The Lake Arrowhead Hand

The following conversation is transcribed from a conversation between me (HS) and my friend/informant (DS).

HS: So what’s your take on The Hand?

DS: Alright so first of all we’ve gotta explain how this lake story came to be. In water skiing, there are different ways of holding the cable that are more efficient than other ways. In some cases, some ways of holding the cable are more dangerous than others. So there’s this way of holding it where you kind of wrap it around your back, but it’s really risky because there’s a risk of you losing your hand if things go wrong. So back in the 1980s, there was this girl who was water skiing in that risky position, right. And she messed up and her hand came right off. My parents talk about this story all the time and I’m pretty sure that it is a true story. The girl even lost her wedding ring because she was wearing it on the hand that she had lost.

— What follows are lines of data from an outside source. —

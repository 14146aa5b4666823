//! Table query model.
//!
//! A closed sum-type tree for the supported query subset. Trees are built
//! by [`parser`](super::parser) or by the request edits, never mutated in
//! place, and render back to query text through `Display` such that
//! parsing the rendered text yields an equal tree.

use serde::{Deserialize, Serialize};
use std::fmt;

/// `SELECT ... FROM ... [WHERE] [GROUP BY] [HAVING] [ORDER BY] [LIMIT/OFFSET]`
#[derive(Debug, Clone, PartialEq)]
pub struct QuerySpecification {
    pub distinct: bool,
    pub select_list: SelectList,
    pub from: FromClause,
    pub where_clause: Option<SearchCondition>,
    pub group_by: Vec<ColumnReference>,
    pub having: Option<SearchCondition>,
    pub order_by: Vec<SortSpecification>,
    pub pagination: Option<Pagination>,
}

impl QuerySpecification {
    /// Aggregated results do not map onto table rows.
    pub fn is_aggregate(&self) -> bool {
        self.distinct || !self.group_by.is_empty() || self.select_list.has_aggregate()
    }

    /// Every table reference in FROM order.
    pub fn tables(&self) -> impl Iterator<Item = &TableReference> {
        std::iter::once(&self.from.table).chain(self.from.joins.iter().map(|j| &j.table))
    }
}

// ============================================================================
// Select list
// ============================================================================

#[derive(Debug, Clone, PartialEq)]
pub enum SelectList {
    Asterisk,
    Columns(Vec<DerivedColumn>),
}

impl SelectList {
    pub fn has_aggregate(&self) -> bool {
        match self {
            SelectList::Asterisk => false,
            SelectList::Columns(columns) => columns.iter().any(|c| c.expr.contains_aggregate()),
        }
    }
}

HS: So what stories did people start to tell after she lost her hand?

DS: It kind of turned into a ghost story. People around the lake have reported seeing walking hands and all that kind of crazy stuff. They see the old, rusted wedding ring on the hand. They say the hand is still trying to find the body that it used to be a part of. It haunts all night swimmers at Lake Arrowhead and whenever you’re out on the lake at night, and you see a sparkle off in the distance, people wonder if it’s the shine of the ring on the walking hand.

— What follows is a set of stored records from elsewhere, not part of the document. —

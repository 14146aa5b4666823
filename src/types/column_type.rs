//! Logical to physical column type mapping.
//!
//! The mapping is a closed, data-only table: [`ColumnTypeInfo::for_type`]
//! matches exhaustively over [`ColumnType`], so adding a logical type is a
//! compile error until it is mapped here.

use serde::{Deserialize, Serialize};

use super::error::{TypeError, TypeResult};
use super::value::{self, DbValue};
use crate::model::ColumnType;
use crate::sql::token::{format_float, quote_string};

/// Worst-case bytes per character for utf8mb4.
pub const MAX_BYTES_PER_CHAR_UTF8: i64 = 4;
/// Largest size a STRING or LINK column may declare.
pub const MAX_ALLOWED_STRING_SIZE: i64 = 1000;
/// Maximum characters accepted for LARGETEXT values.
pub const MAX_LARGE_TEXT_CHARACTERS: i64 = 524_288;
/// Display width of integer-like physical columns.
pub const INTEGER_DISPLAY_SIZE: i64 = 20;

pub const MAX_INTEGER_BYTES_AS_STRING: i64 = 20;
pub const MAX_DOUBLE_BYTES_AS_STRING: i64 = 23;
pub const MAX_BOOLEAN_BYTES_AS_STRING: i64 = 5;
pub const MAX_ENTITY_ID_BYTES_AS_STRING: i64 = 44;
pub const LARGE_TEXT_ESTIMATE_BYTES: i64 = 8_000;
pub const DEFAULT_UNKNOWN_BYTES: i64 = 64;

/// Charset and collation appended to every string-like physical column.
pub const UTF8_CHARSET: &str = "CHARACTER SET utf8mb4 COLLATE utf8mb4_0900_ai_ci";

/// Physical storage types in the table index store.
#[derive(Debug, Clone, Copy, PartialEq, Eq, Hash, Serialize, Deserialize)]
pub enum MySqlColumnType {
    BigInt,
    Varchar,
    Double,
    Boolean,
    MediumText,
    Enum,
    Char,
}

impl MySqlColumnType {
    pub fn sql_name(&self) -> &'static str {
        match self {
            MySqlColumnType::BigInt => "BIGINT",
            MySqlColumnType::Varchar => "VARCHAR",
            MySqlColumnType::Double => "DOUBLE",
            MySqlColumnType::Boolean => "BOOLEAN",
            MySqlColumnType::MediumText => "MEDIUMTEXT",
            MySqlColumnType::Enum => "ENUM",
            MySqlColumnType::Char => "CHAR",
        }
    }

    /// Text types that need a prefix length when indexed.
    pub fn is_text(&self) -> bool {
        matches!(
            self,
            MySqlColumnType::Varchar | MySqlColumnType::MediumText | MySqlColumnType::Char
        )
    }

    /// Parse the `Type` column of `SHOW COLUMNS`, e.g. `varchar(50)`.
    ///
    /// `tinyint(1)` is how the store reports BOOLEAN.
    pub fn parse_introspected(type_text: &str) -> (Option<Self>, Option<i64>) {
        let lower = type_text.trim().to_ascii_lowercase();
        let (base, size) = match lower.split_once('(') {
            Some((base, rest)) => {
                let inner = rest.split(')').next().unwrap_or_default();
                (base.trim().to_string(), inner.trim().parse::<i64>().ok())
            }
            None => (
                lower.split_whitespace().next().unwrap_or_default().to_string(),
                None,
            ),
        };
        let kind = match base.as_str() {
            "bigint" => Some(MySqlColumnType::BigInt),
            "varchar" => Some(MySqlColumnType::Varchar),
            "double" => Some(MySqlColumnType::Double),
            "tinyint" if size == Some(1) => Some(MySqlColumnType::Boolean),
            "boolean" | "bool" => Some(MySqlColumnType::Boolean),
            "mediumtext" => Some(MySqlColumnType::MediumText),
            "enum" => Some(MySqlColumnType::Enum),
            "char" => Some(MySqlColumnType::Char),
            _ => None,
        };
        match kind {
            Some(MySqlColumnType::Enum) | Some(MySqlColumnType::Boolean) => (kind, None),
            _ => (kind, size),
        }
    }
}

/// How raw text is parsed into a bind value for a column.
#[derive(Debug, Clone, Copy, PartialEq, Eq)]
pub enum ValueParser {
    Long,
    Double,
    Boolean,
    Date,
    EntityId,
    Text,
}

/// Immutable mapping entry for one logical type.
#[derive(Debug, Clone, Copy, PartialEq, Eq)]
pub struct ColumnTypeInfo {
    pub column_type: ColumnType,
    pub mysql_type: MySqlColumnType,
    pub parser: ValueParser,
    /// Size used regardless of what the caller supplies.
    pub fixed_size: Option<i64>,
}

impl ColumnTypeInfo {
    pub fn for_type(column_type: ColumnType) -> Self {
        let (mysql_type, parser, fixed_size) = match column_type {
            ColumnType::Integer
            | ColumnType::FileHandleId
            | ColumnType::SubmissionId
            | ColumnType::EvaluationId
            | ColumnType::UserId => (
                MySqlColumnType::BigInt,
                ValueParser::Long,
                Some(INTEGER_DISPLAY_SIZE),
            ),
            ColumnType::Date => (
                MySqlColumnType::BigInt,
                ValueParser::Date,
                Some(INTEGER_DISPLAY_SIZE),
            ),
            ColumnType::EntityId => (
                MySqlColumnType::BigInt,
                ValueParser::EntityId,
                Some(INTEGER_DISPLAY_SIZE),
            ),
            ColumnType::String | ColumnType::Link => {
                (MySqlColumnType::Varchar, ValueParser::Text, None)
            }
            ColumnType::Double => (MySqlColumnType::Double, ValueParser::Double, None),
            ColumnType::Boolean => (MySqlColumnType::Boolean, ValueParser::Boolean, None),
            ColumnType::LargeText => (MySqlColumnType::MediumText, ValueParser::Text, None),
        };
        Self {
            column_type,
            mysql_type,
            parser,
            fixed_size,
        }
    }

    /// Look up a logical type by name; unknown names are a hard error.
    pub fn for_name(name: &str) -> TypeResult<Self> {
        name.parse::<ColumnType>()
            .map(Self::for_type)
            .map_err(TypeError::UnknownType)
    }

    /// STRING and LINK must declare their size.
    pub fn requires_size(&self) -> bool {
        matches!(self.mysql_type, MySqlColumnType::Varchar)
    }

    /// Physical type is character data.
    pub fn is_string_type(&self) -> bool {
        matches!(
            self.mysql_type,
            MySqlColumnType::Varchar | MySqlColumnType::MediumText
        )
    }

    /// Resolve the physical size for a caller-supplied maximum size.
    pub fn resolve_size(&self, max_size: Option<i64>) -> TypeResult<Option<i64>> {
        if let Some(fixed) = self.fixed_size {
            return Ok(Some(fixed));
        }
        match (self.requires_size(), max_size) {
            (true, None) => Err(TypeError::MissingSize(self.column_type)),
            (true, Some(size)) if !(1..=MAX_ALLOWED_STRING_SIZE).contains(&size) => {
                Err(TypeError::InvalidSize {
                    size,
                    max: MAX_ALLOWED_STRING_SIZE,
                })
            }
            (true, Some(size)) => Ok(Some(size)),
            (false, Some(size)) => Err(TypeError::SizeNotAllowed {
                column_type: self.column_type,
                size,
            }),
            (false, None) => Ok(None),
        }
    }

    /// Emit the physical type syntax including charset and DEFAULT clause.
    ///
    /// The default value is parsed through the type's parser before it is
    /// rendered, so only the normalized form of a valid value reaches the DDL.
    pub fn to_physical_type(
        &self,
        max_size: Option<i64>,
        default_value: Option<&str>,
    ) -> TypeResult<String> {
        let mut sql = self.mysql_type.sql_name().to_string();
        if let Some(size) = self.resolve_size(max_size)? {
            sql.push_str(&format!("({})", size));
        }
        if self.is_string_type() {
            sql.push(' ');
            sql.push_str(UTF8_CHARSET);
        }
        sql.push(' ');
        sql.push_str(&self.default_clause(max_size, default_value)?);
        Ok(sql)
    }

    fn default_clause(&self, max_size: Option<i64>, default_value: Option<&str>) -> TypeResult<String> {
        let Some(raw) = default_value else {
            return Ok("DEFAULT NULL".into());
        };
        if self.mysql_type == MySqlColumnType::MediumText {
            return Err(TypeError::DefaultNotAllowed(self.column_type));
        }
        let invalid = |reason: String| TypeError::InvalidDefault {
            column_type: self.column_type,
            value: raw.to_string(),
            reason,
        };
        let parsed = self
            .parse_for_write(raw, max_size)
            .map_err(|e| invalid(e.to_string()))?;
        let rendered = match parsed {
            DbValue::Null => "NULL".to_string(),
            DbValue::Long(n) => n.to_string(),
            DbValue::Double(f) if f.is_finite() => format_float(f),
            DbValue::Double(_) => return Err(invalid("non-finite defaults are not supported".into())),
            DbValue::Bool(b) => if b { "TRUE" } else { "FALSE" }.to_string(),
            DbValue::Text(s) => quote_string(&s),
            DbValue::LongList(_) => return Err(invalid("lists are not supported".into())),
        };
        Ok(format!("DEFAULT {}", rendered))
    }

    /// Parse caller text into the value written to the store.
    pub fn parse_for_write(&self, value: &str, max_size: Option<i64>) -> TypeResult<DbValue> {
        value::parse_for_write(self, value, max_size)
    }

    /// Normalize a stored value for return to callers.
    pub fn parse_for_read(&self, value: Option<&str>) -> TypeResult<Option<String>> {
        value::parse_for_read(self, value)
    }
}

/// Worst-case serialized size in bytes of one value of the given type.
///
/// `None` covers derived select columns with no known type.
pub fn max_size_for_type(column_type: Option<ColumnType>, max_size: Option<i64>) -> i64 {
    let Some(column_type) = column_type else {
        return DEFAULT_UNKNOWN_BYTES;
    };
    match column_type {
        ColumnType::String | ColumnType::Link => {
            MAX_BYTES_PER_CHAR_UTF8 * max_size.unwrap_or(MAX_ALLOWED_STRING_SIZE)
        }
        ColumnType::Integer
        | ColumnType::Date
        | ColumnType::FileHandleId
        | ColumnType::SubmissionId
        | ColumnType::EvaluationId
        | ColumnType::UserId => MAX_INTEGER_BYTES_AS_STRING,
        ColumnType::EntityId => MAX_ENTITY_ID_BYTES_AS_STRING,
        ColumnType::Double => MAX_DOUBLE_BYTES_AS_STRING,
        ColumnType::Boolean => MAX_BOOLEAN_BYTES_AS_STRING,
        ColumnType::LargeText => LARGE_TEXT_ESTIMATE_BYTES,
    }
}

My informant is a friend that I went to high school and now college with. He spends a lot of his summer in Lake Arrowhead and has a lot of folk stories and traditions that he has gotten from the area.


So I was visiting my informant up in Arrowhead last summer and I was with him and seven or eight other people. It was late at night and we were all on a boat in the middle of the lake. Besides us, there was no sound coming from anywhere- complete silence out on the water. It was also almost pitch black, with only small amounts of light coming from the surrounding docks. We were all winding down for the night, kind of relaxed sort of vibe. We all started telling ghost stories and legends that we knew in an attempt to scare one another. Amongst the stories was that of the Lake Arrowhead hand. A year later, I was in need of folklore stories and so I asked my friend to act as an informant for me.


This is the second collection that I have done regarding ghost stories that involve hands, which is an interesting coincidence. I’ve gotten the chance to do a decent amount of reading on the subject of ghost hands in the process and found this example to be compelling for a few reasons. First, this folklore is unique to a small, concentrated population that lives on the crest of Lake Arrowhead. But even though it is local folklore, it still had properties of similar legends from around the world. It is almost as if we take stories from a predisposed list and then augment them to fit our local context, which is a trend that I found to be extremely interesting. I also found it interesting that these folk stories can be generated from true events. The fact that a woman lost her hand in Lake Arrowhead was true, but for some reason, we as humans find it fascinating to add all of this superstition to scary events. Why is that?